# [YOUR GOAL]
Each line from the one containing "use crate::operations::ColumnChanges;" through the last line of the data below is to be written out verbatim, and nothing more.

Collection entries:
..............................
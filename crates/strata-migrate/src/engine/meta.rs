use tracing::trace;

use crate::catalog::Catalog;
use crate::engine::Engine;
use crate::error::Result;
use crate::operations::ColumnChanges;
use crate::schema::{Column, ForeignKey, Index};

/// Engine that only mutates a borrowed catalog.
#[derive(Debug)]
pub struct MetaEngine<'a> {
    catalog: &'a mut Catalog,
}

impl<'a> MetaEngine<'a> {
    /// Binds the engine to a catalog.
    pub fn new(catalog: &'a mut Catalog) -> Self {
        Self { catalog }
    }
}

impl Engine for MetaEngine<'_> {
    fn create_table(&mut self, table: &str, columns: &[Column]) -> Result<()> {
        trace!(table, "catalog: create table");
        self.catalog.create_table(table, columns)
    }

    fn drop_table(&mut self, table: &str) -> Result<()> {
        trace!(table, "catalog: drop table");
        self.catalog.drop_table(table).map(drop)
    }

    fn add_column(&mut self, table: &str, column: &Column) -> Result<()> {
        self.catalog.add_column(table, column)
    }

    fn drop_column(&mut self, table: &str, column: &str) -> Result<()> {
        self.catalog.drop_column(table, column).map(drop)
    }

    fn alter_column(
        &mut self,
        table: &str,
        column: &str,
        modify: &ColumnChanges,
        _existing: &ColumnChanges,
    ) -> Result<()> {
        self.catalog.change_column(table, column, modify)
    }

    fn create_index(&mut self, index: &Index) -> Result<()> {
        self.catalog.create_index(index)
    }

    fn drop_index(&mut self, table: &str, name: &str) -> Result<()> {
        self.catalog.drop_index(table, name).map(drop)
    }

    fn create_foreign_key_constraint(&mut self, foreign_key: &ForeignKey) -> Result<()> {
        self.catalog.create_foreign_key(foreign_key)
    }

    fn drop_foreign_key_constraint(&mut self, table: &str, name: &str) -> Result<()> {
        self.catalog.drop_foreign_key(table, name).map(drop)
    }
}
..............................
# [REPLY]
use crate::operations::ColumnChanges;
use crate::schema::{Column, ForeignKey, Index};

/// Engine that only mutates a borrowed catalog.
#[derive(Debug)]
pub struct MetaEngine<'a> {
    catalog: &'a mut Catalog,
}

impl<'a> MetaEngine<'a> {
    /// Binds the engine to a catalog.
    pub fn new(catalog: &'a mut Catalog) -> Self {
        Self { catalog }
    }
}

impl Engine for MetaEngine<'_> {
    fn create_table(&mut self, table: &str, columns: &[Column]) -> Result<()> {
        trace!(table, "catalog: create table");
        self.catalog.create_table(table, columns)
    }

    fn drop_table(&mut self, table: &str) -> Result<()> {
        trace!(table, "catalog: drop table");
        self.catalog.drop_table(table).map(drop)
    }

    fn add_column(&mut self, table: &str, column: &Column) -> Result<()> {
        self.catalog.add_column(table, column)
    }

    fn drop_column(&mut self, table: &str, column: &str) -> Result<()> {
        self.catalog.drop_column(table, column).map(drop)
    }

    fn alter_column(
        &mut self,
        table: &str,
        column: &str,
        modify: &ColumnChanges,
        _existing: &ColumnChanges,
    ) -> Result<()> {
        self.catalog.change_column(table, column, modify)
    }

    fn create_index(&mut self, index: &Index) -> Result<()> {
        self.catalog.create_index(index)
    }

    fn drop_index(&mut self, table: &str, name: &str) -> Result<()> {
        self.catalog.drop_index(table, name).map(drop)
    }

    fn create_foreign_key_constraint(&mut self, foreign_key: &ForeignKey) -> Result<()> {
        self.catalog.create_foreign_key(foreign_key)
    }

    fn drop_foreign_key_constraint(&mut self, table: &str, name: &str) -> Result<()> {
        self.catalog.drop_foreign_key(table, name).map(drop)
    }
}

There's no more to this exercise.